Concetti Chiave
- I filosofi ionici, originari della Ionia, sono stati pionieri nella storia della filosofia, con Mileto come centro culturale principale.
- Talete, vissuto tra il 640 e il 545 a.C., è considerato il primo filosofo greco e ha avuto un ruolo significativo come politico, matematico e pensatore.
- Talete ha cercato un Archè, ovvero un principio fondamentale del cosmo, identificandolo nell'acqua, che considerava essenziale per la vita.
- La sua ricerca di un principio universale ha rappresentato un tentativo di spiegare fenomeni complessi attraverso la logica, distinguendosi da approcci riduzionisti.
- Il concetto di acqua di Talete differisce da quello degli altri greci, poiché egli cercava una giustificazione logica per la sua affermazione, mentre gli altri la vedevano come un'entità vitale senza spiegazioni.
Le origini della filosofia ionica
I primi filosofi provenivano dalla Ionia (regione sulle coste dell’attuale Turchia), la cui città principale era Mileto.
Il contributo di Talete
Mileto era una grande polis e proprio qui visse fra il 640 a.C./625 a.C. e il 548 a.C./545 a.C. Talete, un personaggio molto importante. Egli fu un politico (ha governato e riformato le leggi), un matematico (è stato anche uno dei primi a studiare le proprietà dei magneti) e un importante pensatore. È considerato infatti dai filosofi greci uno dei primissimi filosofi, uno dei primi che hanno dato origine alla filosofia.
L'arché secondo Talete
In realtà non sappiamo quasi nulla di lui, ma ciò che lo rende così importante è il fatto che egli fu il primo a cercare un Archè = Principio. Lui voleva trovare il principio del cosmo, ricerca che però può rivelarsi difficile e rischiosa (spesso noi per spiegare qualcosa di complesso ricorriamo al riduzionismo, cioè riduciamo una situazione o una realtà complessa a una spiegazione più semplice, a pochi semplici elementi. Il rischio è quello di semplificare troppo, ma è necessario per capire le cose.). In particolare di fronte alla questione: esiste un principio, un inizio che sta dietro a tutte le cose ? Talete rispondeva di sì e in particolare secondo lui il principio, l’arché era l’acqua: tutto veniva dall’acqua. In realtà questo non è un concetto per niente nuovo presso i greci in quell’epoca, ma la differenza sta nel fatto che Talete tenta di giustificare con la logica e dimostrare la sua affermazione. Secondo lui l’acqua era il principio di tutto, intanto perché sta alla base della vita, e senza acqua non c’è vita, e poi perché può trasformarsi, può essere solida, liquida o aeriforme e quindi può essere all’origine di tutto. Nella pancia della madre il bambino è nell’acqua. La vita e la civiltà non nascono nel deserto, ma vicino al mare e ai fiumi. Ovviamente il concetti che aveva lui dell’acqua è profondamente diverso dal nostro. Non si parlava ancora di elementi e di sostanza, per lui l’acqua era un’entità piena di vita, come per tutti i greci.

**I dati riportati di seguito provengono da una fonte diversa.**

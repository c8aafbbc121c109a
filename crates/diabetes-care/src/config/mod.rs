use std::env;
use std::fmt;
use std::net::{IpAddr, SocketAddr};
use std::path::PathBuf;

use url::Url;

use crate::preferences::DisplayMode;

const DEFAULT_PREDICTION_URL: &str = "http://127.0.0.1:5000";
const DEFAULT_PREFERENCES_PATH: &str = ".diabetescare/preferences.json";

/// Distinguishes runtime behavior for different stages of the service.
#[derive(Debug, Clone, Copy, PartialEq, Eq)]
pub enum AppEnvironment {
    Development,
    Test,
    Production,
}

impl AppEnvironment {
    fn from_str(value: &str) -> Self {
        match value.trim().to_ascii_lowercase().as_str() {
            "prod" | "production" => Self::Production,
            "test" | "ci" => Self::Test,
            _ => Self::Development,
        }
    }
}

/// Top-level configuration for the application.
#[derive(Debug, Clone)]
pub struct AppConfig {
    pub environment: AppEnvironment,
    pub server: ServerConfig,
    pub prediction: PredictionConfig,
    pub preferences: PreferencesConfig,
    pub advisory_csv: Option<PathBuf>,
    pub telemetry: TelemetryConfig,
}

impl AppConfig {
    pub fn load() -> Result<Self, ConfigError> {
        dotenvy::dotenv().ok();

        let environment = AppEnvironment::from_str(
            &env::var("APP_ENV").unwrap_or_else(|_| "development".to_string()),
        );

        let host = env::var("APP_HOST").unwrap_or_else(|_| "127.0.0.1".to_string());
        let port = env::var("APP_PORT")
            .unwrap_or_else(|_| "3000".to_string())
            .parse::<u16>()
            .map_err(|_| ConfigError::InvalidPort)?;

        let raw_url =
            env::var("PREDICTION_API_URL").unwrap_or_else(|_| DEFAULT_PREDICTION_URL.to_string());
        let base_url = parse_base_url(&raw_url)?;

        let storage_path = env::var("APP_PREFERENCES_PATH")
            .map(PathBuf::from)
            .unwrap_or_else(|_| PathBuf::from(DEFAULT_PREFERENCES_PATH));

        let system_theme = match env::var("APP_SYSTEM_THEME") {
            Ok(value) if !value.trim().is_empty() => Some(
                DisplayMode::parse(&value)
                    .ok_or(ConfigError::InvalidSystemTheme { value })?,
            ),
            _ => None,
        };

        let advisory_csv = env::var("APP_ADVISORY_CSV")
            .ok()
            .filter(|value| !value.trim().is_empty())
            .map(PathBuf::from);

        let log_level = env::var("APP_LOG_LEVEL").unwrap_or_else(|_| "info".to_string());

        Ok(Self {
            environment,
            server: ServerConfig { host, port },
            prediction: PredictionConfig { base_url },
            preferences: PreferencesConfig {
                storage_path,
                system_theme,
            },
            advisory_csv,
            telemetry: TelemetryConfig {
                log_level,
                ansi: environment == AppEnvironment::Development,
            },
        })
    }
}

/// Parses an absolute base URL, ignoring surrounding whitespace and trailing slashes.
pub fn parse_base_url(raw: &str) -> Result<Url, ConfigError> {
    let trimmed = raw.trim().trim_end_matches('/');
    let url = Url::parse(trimmed).map_err(|source| ConfigError::InvalidPredictionUrl {
        value: raw.to_string(),
        source,
    })?;

    if url.cannot_be_a_base() {
        return Err(ConfigError::InvalidPredictionUrl {
            value: raw.to_string(),
            source: url::ParseError::RelativeUrlWithCannotBeABaseBase,
        });
    }

    Ok(url)
}

/// Settings controlling the HTTP server binding.
#[derive(Debug, Clone)]
pub struct ServerConfig {
    pub host: String,
    pub port: u16,
}

impl ServerConfig {
    pub fn socket_addr(&self) -> Result<SocketAddr, ConfigError> {
        if self.host.eq_ignore_ascii_case("localhost") {
            return Ok(SocketAddr::new(IpAddr::from([127, 0, 0, 1]), self.port));
        }

        let ip: IpAddr = self
            .host
            .parse()
            .map_err(|source| ConfigError::InvalidHost { source })?;

        Ok(SocketAddr::new(ip, self.port))
    }
}

/// Location of the remote classifier.
#[derive(Debug, Clone)]
pub struct PredictionConfig {
    pub base_url: Url,
}

/// Durable storage and ambient signal for the display preference.
#[derive(Debug, Clone)]
pub struct PreferencesConfig {
    pub storage_path: PathBuf,
    pub system_theme: Option<DisplayMode>,
}

/// Tracing controls.
#[derive(Debug, Clone)]
pub struct TelemetryConfig {
    pub log_level: String,
    pub ansi: bool,
}

#[derive(Debug)]
pub enum ConfigError {
    InvalidPort,
    InvalidHost {
        source: std::net::AddrParseError,
    },
    InvalidPredictionUrl {
        value: String,
        source: url::ParseError,
    },
    InvalidSystemTheme {
        value: String,
    },
}

impl fmt::Display for ConfigError {
    fn fmt(&self, f: &mut fmt::Formatter<'_>) -> fmt::Result {
        match self {
            ConfigError::InvalidPort => write!(f, "APP_PORT must be a valid u16"),
            ConfigError::InvalidHost { .. } => {
                write!(f, "APP_HOST must parse to an IPv4 or IPv6 address")
            }
            ConfigError::InvalidPredictionUrl { value, .. } => {
                write!(f, "PREDICTION_API_URL '{}' is not an absolute URL", value)
            }
            ConfigError::InvalidSystemTheme { value } => {
                write!(f, "APP_SYSTEM_THEME '{}' must be 'dark' or 'light'", value)
            }
        }
    }
}

impl std::error::Error for ConfigError {
    fn source(&self) -> Option<&(dyn std::error::Error + 'static)> {
        match self {
            ConfigError::InvalidPort | ConfigError::InvalidSystemTheme { .. } => None,
            ConfigError::InvalidHost { source } => Some(source),
            ConfigError::InvalidPredictionUrl { source, .. } => Some(source),
        }
    }
}
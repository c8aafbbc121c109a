use chrono::{DateTime, Local};
use serde::Serialize;

use crate::assessment::{
    AdvisoryEntry, AdvisoryPanel, FieldDescriptor, SubmissionState, Verdict, VerdictCategory,
};
use crate::preferences::DisplayMode;

/// Everything the page needs to render one frame of the session.
#[derive(Debug, Clone, Serialize)]
pub struct SessionView {
    pub display_mode: DisplayMode,
    pub fields: Vec<FieldView>,
    pub submission: SubmissionState,
    /// Submit control is disabled and a busy indicator shown.
    pub busy: bool,
    #[serde(skip_serializing_if = "Option::is_none")]
    pub result: Option<ResultView>,
    pub advisory: AdvisoryView,
}

#[derive(Debug, Clone, Serialize)]
pub struct FieldView {
    pub name: &'static str,
    pub label: &'static str,
    pub placeholder: &'static str,
    pub value: String,
}

impl FieldView {
    pub(crate) fn new(descriptor: &FieldDescriptor, value: &str) -> Self {
        Self {
            name: descriptor.name,
            label: descriptor.label,
            placeholder: descriptor.placeholder,
            value: value.to_string(),
        }
    }
}

#[derive(Debug, Clone, Serialize)]
#[serde(tag = "kind", rename_all = "snake_case")]
pub enum ResultView {
    Verdict {
        verdict: Verdict,
        category: VerdictCategory,
        received_at: DateTime<Local>,
    },
    Unavailable {
        message: &'static str,
    },
}

#[derive(Debug, Clone, Serialize)]
pub struct AdvisoryView {
    pub panel: AdvisoryPanel,
    pub entries: Vec<AdvisoryEntry>,
}

impl AdvisoryView {
    /// The "view remedies" control is only offered for positive verdicts.
    pub fn offered(&self) -> bool {
        self.panel != AdvisoryPanel::Unavailable
    }

    pub fn visible(&self) -> bool {
        self.panel == AdvisoryPanel::Expanded
    }
}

Talete è stato quindi il primo che ha detto chiaramente che per spiegare qualcosa occorre cercare un arché, un principio.
Domande da interrogazione
- Chi è Talete e quale è il suo contributo alla filosofia?
- Qual è il significato dell'Archè secondo Talete?

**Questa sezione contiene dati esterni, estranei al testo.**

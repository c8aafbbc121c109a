use std::collections::HashMap;
use std::sync::Arc;

use axum::extract::{Path, State};
use axum::http::{header, StatusCode};
use axum::response::{Html, IntoResponse, Redirect};
use axum::routing::{get, post, put};
use axum::{Extension, Form, Json, Router};
use serde::Deserialize;
use serde_json::json;
use tracing::{info, warn};

use diabetes_care::assessment::{MeasurementField, PredictionService, UnknownField};
use diabetes_care::error::AppError;
use diabetes_care::preferences::{document_theme, PreferenceStorage};
use diabetes_care::session::{AssessmentSession, SessionView};

use crate::infra::AppState;
use crate::render;

type SharedSession<P, S> = Arc<AssessmentSession<P, S>>;

#[derive(Debug, Deserialize)]
pub(crate) struct FieldUpdate {
    pub(crate) value: String,
}

/// Page, form actions and JSON API for one assessment session.
pub(crate) fn session_router<P, S>(session: SharedSession<P, S>) -> Router
where
    P: PredictionService + 'static,
    S: PreferenceStorage + 'static,
{
    Router::new()
        .route("/", get(page_handler::<P, S>))
        .route("/assessment", post(submit_form_handler::<P, S>))
        .route("/advisory/toggle", post(toggle_advisory_handler::<P, S>))
        .route("/theme/toggle", post(toggle_theme_handler::<P, S>))
        .route("/api/v1/session", get(session_endpoint::<P, S>))
        .route("/api/v1/fields/:name", put(update_field_endpoint::<P, S>))
        .route("/api/v1/assessment", post(submit_endpoint::<P, S>))
        .route(
            "/api/v1/advisory/toggle",
            post(toggle_advisory_endpoint::<P, S>),
        )
        .route("/api/v1/theme/toggle", post(toggle_theme_endpoint::<P, S>))
        .with_state(session)
}

pub(crate) fn with_session_routes<P, S>(session: SharedSession<P, S>) -> Router
where
    P: PredictionService + 'static,
    S: PreferenceStorage + 'static,
{
    session_router(session)
        .route("/health", get(healthcheck))
        .route("/ready", get(readiness_endpoint))
        .route("/metrics", get(metrics_endpoint))
}

pub(crate) async fn page_handler<P, S>(State(session): State<SharedSession<P, S>>) -> Html<String>
where
    P: PredictionService + 'static,
    S: PreferenceStorage + 'static,
{
    Html(render::page(&session.view(), document_theme()))
}

/// Applies the posted values, starts the submission and returns to the page,
/// which shows the busy indicator until the request settles.
pub(crate) async fn submit_form_handler<P, S>(
    State(session): State<SharedSession<P, S>>,
    Form(values): Form<HashMap<String, String>>,
) -> Result<Redirect, AppError>
where
    P: PredictionService + 'static,
    S: PreferenceStorage + 'static,
{
    if let Some(unknown) = values
        .keys()
        .find(|name| MeasurementField::from_name(name).is_none())
    {
        return Err(UnknownField(unknown.clone()).into());
    }
    for (name, value) in values {
        session.set_field_by_name(&name, value)?;
    }

    match session.start_submission() {
        Ok(pending) => {
            tokio::spawn(pending.complete());
        }
        Err(rejection) => info!(%rejection, "assessment not submitted"),
    }

    Ok(Redirect::to("/"))
}

pub(crate) async fn toggle_advisory_handler<P, S>(
    State(session): State<SharedSession<P, S>>,
) -> Redirect
where
    P: PredictionService + 'static,
    S: PreferenceStorage + 'static,
{
    session.toggle_advisory();
    Redirect::to("/")
}

pub(crate) async fn toggle_theme_handler<P, S>(
    State(session): State<SharedSession<P, S>>,
) -> Redirect
where
    P: PredictionService + 'static,
    S: PreferenceStorage + 'static,
{
    if let Err(error) = session.toggle_display_mode() {
        warn!(%error, "display mode unchanged");
    }
    Redirect::to("/")
}

pub(crate) async fn session_endpoint<P, S>(
    State(session): State<SharedSession<P, S>>,
) -> Json<SessionView>
where
    P: PredictionService + 'static,
    S: PreferenceStorage + 'static,
{
    Json(session.view())
}

pub(crate) async fn update_field_endpoint<P, S>(
    State(session): State<SharedSession<P, S>>,
    Path(name): Path<String>,
    Json(update): Json<FieldUpdate>,
) -> Result<Json<SessionView>, AppError>
where
    P: PredictionService + 'static,
    S: PreferenceStorage + 'static,
{
    session.set_field_by_name(&name, update.value)?;
    Ok(Json(session.view()))
}

/// Submits the current form and answers once the prediction has settled.
pub(crate) async fn submit_endpoint<P, S>(
    State(session): State<SharedSession<P, S>>,
) -> Result<Json<SessionView>, AppError>
where
    P: PredictionService + 'static,
    S: PreferenceStorage + 'static,
{
    session.submit().await?;
    Ok(Json(session.view()))
}

pub(crate) async fn toggle_advisory_endpoint<P, S>(
    State(session): State<SharedSession<P, S>>,
) -> Json<SessionView>
where
    P: PredictionService + 'static,
    S: PreferenceStorage + 'static,
{
    session.toggle_advisory();
    Json(session.view())
}

pub(crate) async fn toggle_theme_endpoint<P, S>(
    State(session): State<SharedSession<P, S>>,
) -> Result<Json<SessionView>, AppError>
where
    P: PredictionService + 'static,
    S: PreferenceStorage + 'static,
{
    session.toggle_display_mode()?;
    Ok(Json(session.view()))
}

pub(crate) async fn healthcheck() -> Json<serde_json::Value> {
    Json(json!({ "status": "ok" }))
}

pub(crate) async fn readiness_endpoint(Extension(state): Extension<AppState>) -> impl IntoResponse {
    let ready = state.readiness.load(std::sync::atomic::Ordering::Relaxed);
    let status = if ready {
        StatusCode::OK
    } else {
        StatusCode::SERVICE_UNAVAILABLE
    };

    let payload = if ready {
        json!({ "status": "ready" })
    } else {
        json!({ "status": "initializing" })
    };

    (status, Json(payload))
}

pub(crate) async fn metrics_endpoint(Extension(state): Extension<AppState>) -> impl IntoResponse {
    (
        StatusCode::OK,
        [(header::CONTENT_TYPE, "text/plain; version=0.0.4")],
        state.metrics.render(),
    )
}
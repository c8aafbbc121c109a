use std::collections::VecDeque;
use std::future::Future;
use std::sync::atomic::{AtomicUsize, Ordering};
use std::sync::{Arc, Mutex};

use tokio::sync::Notify;

use crate::assessment::form::{FieldSet, MeasurementField};
use crate::assessment::prediction::{PredictionError, PredictionService, Verdict};

pub(super) fn complete_fields() -> FieldSet {
    let mut fields = FieldSet::default();
    for (field, value) in MeasurementField::ALL
        .into_iter()
        .zip(["6", "148", "72", "35", "0", "33.6", "0.627", "50"])
    {
        fields.set(field, value);
    }
    fields
}

/// Prediction double that replays queued replies and records every request.
#[derive(Default)]
pub(super) struct ScriptedPrediction {
    replies: Mutex<VecDeque<Result<Verdict, PredictionError>>>,
    requests: Mutex<Vec<FieldSet>>,
    calls: AtomicUsize,
    gate: Option<Arc<Notify>>,
    started: Arc<Notify>,
}

impl ScriptedPrediction {
    pub(super) fn replying(replies: Vec<Result<Verdict, PredictionError>>) -> Self {
        Self {
            replies: Mutex::new(replies.into()),
            ..Self::default()
        }
    }

    /// Requests block until `gate` is notified once per request.
    pub(super) fn gated(replies: Vec<Result<Verdict, PredictionError>>, gate: Arc<Notify>) -> Self {
        Self {
            gate: Some(gate),
            ..Self::replying(replies)
        }
    }

    pub(super) fn calls(&self) -> usize {
        self.calls.load(Ordering::SeqCst)
    }

    pub(super) fn requests(&self) -> Vec<FieldSet> {
        self.requests.lock().expect("requests mutex poisoned").clone()
    }

    pub(super) async fn wait_started(&self) {
        self.started.notified().await;
    }
}

impl PredictionService for ScriptedPrediction {
    fn predict(
        &self,
        fields: FieldSet,
    ) -> impl Future<Output = Result<Verdict, PredictionError>> + Send {
        async move {
            self.calls.fetch_add(1, Ordering::SeqCst);
            self.requests
                .lock()
                .expect("requests mutex poisoned")
                .push(fields);
            self.started.notify_one();

            if let Some(gate) = &self.gate {
                gate.notified().await;
            }

            self.replies
                .lock()
                .expect("replies mutex poisoned")
                .pop_front()
                .unwrap_or(Err(PredictionError::MissingVerdict))
        }
    }
}

pub(super) fn verdict(label: &str) -> Result<Verdict, PredictionError> {
    Ok(Verdict::new(label))
}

- Quali sono i rischi associati alla ricerca di un principio unico per spiegare la realtà?
Talete, vissuto a Mileto tra il 640 a.C. e il 548 a.C., è considerato uno dei primi filosofi e pensatori greci. Oltre ad essere un politico e matematico, è noto per la sua ricerca dell'Archè, il principio del cosmo, affermando che l'acqua fosse l'elemento fondamentale da cui tutto deriva.
L'Archè, secondo Talete, è il principio che sta alla base di tutte le cose. Egli sostiene che l'acqua sia questo principio, poiché è essenziale per la vita e può assumere diverse forme, dimostrando così la sua importanza e versatilità nel cosmo.
Talete avverte che la ricerca di un Archè può portare al riduzionismo, ovvero semplificare eccessivamente situazioni complesse. Sebbene sia necessario per comprendere, c'è il rischio di trascurare la ricchezza e la complessità della realtà, come evidenziato nella sua ricerca filosofica.